I've posted maybe 20 times in my Twitter account, in the 3 0r 4 years I've had it. But I have a couple of hundred followers because I mentioned woodworking. About half the followers post nothing but links to buy stuff so they can get a little commission, and the other half appear to be actively involved in woodworking. I occasionally pick through my followers and follow back those of the later group. That way when I look at my Twitter page I see tweets that are of some interest to me.

*mahadevwood*, 1832 likes??? Wow! Make that 1833 .


----------



## oldnovice (Mar 7, 2009)

*Only LJ … is that a social site?*

My wife is a Facebook "lurker" she doesn't post as much as she reads from all of her friends.

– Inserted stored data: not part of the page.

use ahash::HashMap;
use tracing::{info, info_span};

use crate::simulation::error::Result;
use crate::simulation::models::choice::{UtilityMatrix, UNAVAILABLE};
use crate::simulation::models::chunk::group_chunks;
use crate::simulation::models::location_choice::{SCHOOL_TAZ, WORKPLACE_TAZ};
use crate::simulation::models::tour_frequency::{
    mandatory_tours, tour_id, TourRows, MANDATORY_CATEGORY, MANDATORY_TOUR_FREQUENCY,
    NON_MANDATORY_CATEGORY, UNSET,
};
use crate::simulation::models::{StepContext, TOURS};
use crate::simulation::population::{HOUSEHOLDS, PERSONS};
use crate::simulation::table::Column;

pub const EARLIEST_HOUR: i64 = 5;
pub const LATEST_HOUR: i64 = 23;

type Window = (i64, i64);

crate::register_step!("mandatory_scheduling", mandatory_scheduling);
crate::register_step!("non_mandatory_scheduling", non_mandatory_scheduling);

/// All `(start, end)` hour pairs a tour can be scheduled in.
pub fn time_windows() -> Vec<Window> {
    (EARLIEST_HOUR..=LATEST_HOUR)
        .flat_map(|start| (start..=LATEST_HOUR).map(move |end| (start, end)))
        .collect()
}

/// Two tours overlap if one starts before the other ends. Touching windows, where one tour
/// starts in the hour the other ends, do not overlap.
pub fn overlaps(a: Window, b: Window) -> bool {
    a.0 < b.1 && b.0 < a.1
}

/// Preferred start hour and duration by tour type.
fn preferred_window(tour_type: &str) -> Window {
    match tour_type {
        "work" => (8, 9),
        "school" => (8, 7),
        "escort" => (8, 1),
        "shopping" => (14, 1),
        "othmaint" => (11, 1),
        "othdiscr" => (17, 2),
        "eatout" => (18, 1),
        "social" => (19, 2),
        _ => (12, 2),
    }
}

fn window_utility(
    tour_type: &str,
    window: Window,
    start_coefficient: f64,
    duration_coefficient: f64,
) -> f64 {
    let (preferred_start, preferred_duration) = preferred_window(tour_type);
    start_coefficient * (window.0 - preferred_start).abs() as f64
        + duration_coefficient * (window.1 - window.0 - preferred_duration).abs() as f64
}

/// Schedules tours one at a time, each person's tours in the order given. A tour can only be
/// placed in windows that do not overlap the person's `busy` windows; the chosen window is
/// added to them.
fn schedule_tours<F>(
    ctx: &StepContext,
    tours: &[usize],
    person_ids: &[i64],
    tour_ids: &[i64],
    busy: &mut HashMap<i64, Vec<Window>>,
    utility: F,
) -> Result<Vec<Window>>
where
    F: Fn(usize, Window, &[Window]) -> f64,
{
    let windows = time_windows();
    let alternatives: Vec<String> = windows.iter().map(|(s, e)| format!("{s}_{e}")).collect();
    let keys: Vec<i64> = tours.iter().map(|&t| person_ids[t]).collect();

    let mut chosen: HashMap<usize, Window> = HashMap::default();
    for (i, chunk) in group_chunks(tours, &keys, ctx.chunk_size()).iter().enumerate() {
        let _span = info_span!("chunk", model = ctx.step_name(), chunk = i, rows = chunk.len())
            .entered();
        for &t in chunk {
            let person_busy = busy.entry(person_ids[t]).or_default();
            let mut utilities = UtilityMatrix::new(ctx.step_name(), alternatives.clone());
            utilities.push_row(
                tour_ids[t],
                windows.iter().map(|&w| {
                    if person_busy.iter().any(|&b| overlaps(w, b)) {
                        UNAVAILABLE
                    } else {
                        utility(t, w, &person_busy[..])
                    }
                }),
            );
            let window = windows[ctx.simulate(&utilities)?[0]];
            person_busy.push(window);
            chosen.insert(t, window);
        }
    }
    Ok(tours.iter().filter_map(|t| chosen.get(t).copied()).collect())
}

/// Creates the tours table from the mandatory tour frequencies and schedules the mandatory
/// tours. A second mandatory tour starts no earlier than the first one ends.
pub fn mandatory_scheduling(ctx: &mut StepContext) -> Result<()> {
    let persons = ctx.table(PERSONS)?;
    let households = ctx.table(HOUSEHOLDS)?;
    let frequency = persons.strs(MANDATORY_TOUR_FREQUENCY)?;
    let household_ids = persons.ints("household_id")?;
    let school = persons.ints(SCHOOL_TAZ)?;
    let work = persons.ints(WORKPLACE_TAZ)?;

    let mut rows = TourRows::default();
    for p in 0..persons.len() {
        let person_id = persons.index()[p];
        let home = households.get_int("TAZ", household_ids[p])?;
        for (slot, &(tour_type, num)) in mandatory_tours(&frequency[p]).iter().enumerate() {
            rows.tour_id.push(tour_id(person_id, slot as i64));
            rows.person_id.push(person_id);
            rows.household_id.push(household_ids[p]);
            rows.tour_type.push(tour_type.to_string());
            rows.tour_num.push(num);
            rows.tour_category.push(MANDATORY_CATEGORY.to_string());
            rows.origin.push(home);
            rows.destination
                .push(if tour_type == "work" { work[p] } else { school[p] });
            rows.start.push(UNSET);
            rows.end.push(UNSET);
        }
    }
    let mut tours = rows.into_table()?;

    let positions: Vec<usize> = (0..tours.len()).collect();
    let windows = {
        let tour_types = tours.strs("tour_type")?;
        let mut busy = HashMap::default();
        schedule_tours(
            ctx,
            &positions,
            tours.ints("person_id")?,
            tours.index(),
            &mut busy,
            |t, window, earlier| {
                match earlier.iter().map(|w| w.1).max() {
                    None => {
                        let (start, duration) = if tour_types[t] == "work" {
                            (-0.4, -0.25)
                        } else {
                            (-0.5, -0.3)
                        };
                        window_utility(&tour_types[t], window, start, duration)
                    }
                    Some(previous_end) if window.0 < previous_end => UNAVAILABLE,
                    Some(previous_end) => {
                        -0.3 * (window.0 - previous_end - 1).abs() as f64
                            - 0.25 * (window.1 - window.0 - 4).abs() as f64
                    }
                }
            },
        )?
    };
    let (start, end): (Vec<i64>, Vec<i64>) = windows.into_iter().unzip();
    tours.set_column("start", Column::Int(start))?;
    tours.set_column("end", Column::Int(end))?;

    info!("{}: scheduled {} mandatory tours", ctx.step_name(), tours.len());
    ctx.put_table(tours);
    ctx.trace_rows(TOURS, Some("household_id"))
}

/// Schedules non-mandatory tours around each person's already scheduled tours.
pub fn non_mandatory_scheduling(ctx: &mut StepContext) -> Result<()> {
    let tours = ctx.table(TOURS)?;
    let person_ids = tours.ints("person_id")?;
    let category = tours.strs("tour_category")?;
    let tour_types = tours.strs("tour_type")?;
    let mut start = tours.ints("start")?.to_vec();
    let mut end = tours.ints("end")?.to_vec();

    let mut busy: HashMap<i64, Vec<Window>> = HashMap::default();
    for t in 0..tours.len() {
        if start[t] != UNSET {
            busy.entry(person_ids[t]).or_default().push((start[t], end[t]));
        }
    }
    let choosers: Vec<usize> = (0..tours.len())
        .filter(|&t| category[t] == NON_MANDATORY_CATEGORY)
        .collect();
    let windows = schedule_tours(
        ctx,
        &choosers,
        person_ids,
        tours.index(),
        &mut busy,
        |t, window, _| window_utility(&tour_types[t], window, -0.15, -0.3),
    )?;
    for (&t, (s, e)) in choosers.iter().zip(windows) {
        start[t] = s;
        end[t] = e;
    }
    info!(
        "{}: scheduled {} non-mandatory tours",
        ctx.step_name(),
        choosers.len()
    );

    let tours = ctx.table_mut(TOURS)?;
    tours.set_column("start", Column::Int(start))?;
    tours.set_column("end", Column::Int(end))?;
    ctx.trace_rows(TOURS, Some("household_id"))
}

#[cfg(test)]
mod tests {
    use super::*;
    use crate::simulation::config::Settings;
    use crate::simulation::models::test_support::{input_tables, run_steps};
    use itertools::Itertools;

    #[test]
    fn windows_cover_the_day() {
        let windows = time_windows();
        assert_eq!(windows.len(), 19 * 20 / 2);
        assert_eq!(windows[0], (EARLIEST_HOUR, EARLIEST_HOUR));
        assert!(windows.iter().all(|&(s, e)| s <= e));
    }

    #[test]
    fn touching_windows_do_not_overlap() {
        assert!(overlaps((8, 17), (12, 13)));
        assert!(overlaps((8, 17), (7, 9)));
        assert!(!overlaps((8, 17), (17, 19)));
        assert!(!overlaps((8, 17), (5, 8)));
        assert!(!overlaps((17, 17), (17, 17)));
    }

    #[test]
    fn tours_of_a_person_never_overlap() {
        for seed in 0..5 {
            let mut tables = input_tables();
            run_steps(
                &[
                    "compute_accessibility",
                    "school_location_simulate",
                    "workplace_location_simulate",
                    "auto_ownership_simulate",
                    "cdap_simulate",
                    "mandatory_tour_frequency",
                    "mandatory_scheduling",
                    "non_mandatory_tour_frequency",
                    "destination_choice",
                    "non_mandatory_scheduling",
                ],
                &Settings::default().set_rng_base_seed(seed),
                &mut tables,
            );
            let tours = tables.get(TOURS).unwrap();
            let person_ids = tours.ints("person_id").unwrap();
            let start = tours.ints("start").unwrap();
            let end = tours.ints("end").unwrap();
            let by_person = (0..tours.len()).into_group_map_by(|&t| person_ids[t]);
            for (_, person_tours) in by_person {
                for (&a, &b) in person_tours.iter().tuple_combinations() {
                    assert!(
                        !overlaps((start[a], end[a]), (start[b], end[b])),
                        "tours {} and {} overlap",
                        tours.index()[a],
                        tours.index()[b]
                    );
                }
            }
            assert!(start.iter().all(|&s| (EARLIEST_HOUR..=LATEST_HOUR).contains(&s)));
        }
    }
}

-------------------------------------------------------------------
Actually, in my opinion, unless Facebook (just up the peninsula from us) get a better revenue stream its days are numbered. Even GM dropped their advertising from Facebook, just prior to Facebook going public, saying that it wasn't cost effective. Now I see that Facebook is looking into *their own* phone …. just what this world needs, another phone!


----------



## a1Jim (Aug 9, 2008)

I spend to much here to do any of those things.


----------



## TedW (May 6, 2012)

Of course Jim, we're counting on you for that ;-)

OldNovice, I hate the ads on Facebook. It seems like they just gather the sheep to the slaughter for any scam artist and rip off company that throws them a few bucks. I think it's entirely possible that "not cost effective" is GM's polite way of saying they don't want to be associated with most of the other advertisers.


----------



## wormil (Nov 19, 2011)

I have a Linked-In but don't pay much attention to it other to make professional connections.

I have a personal Facebook (FB) because I have family, friends and old Army buddies scattered everywhere. My business (print broker) FB doesn't get updated often, I post stuff on it but it doesn't seem to be a big attractor. Maybe it would be if I tried harder. I post stuff I make on my personal FB which has led to a few orders from family and friends. Years ago I tried (like many) to sell custom furniture but it wasn't going anywhere. Once I get my skills developed making musical instruments I might try selling a few of those.


----------



## oldnovice (Mar 7, 2009)

Oh yes, I forgot Linked-In … but I just hang out there, I am NOT looking for a new job, to see what my former colleagues are up to.


----------



## TedW (May 6, 2012)

I think I created a linked in account some years ago, but not sure.


----------



## Bagtown (Mar 9, 2008)

I use Facebook to keep in touch with family, friends, and especially good for tracking down old navy buddies I haven't seen in 20 or 25 years. We have a Facebook page for our cafe.
I have a Linked in account to hopefully help with my current job hunt. I have a personal twitter account and fade in and out of using that. We also have a business twitter account that can be fun to use. ie tweet a random question and the first three people that show up with the right answer get a free coffee. People retweet that sort of thing with great excitement, and every little bit helps.

Mike


----------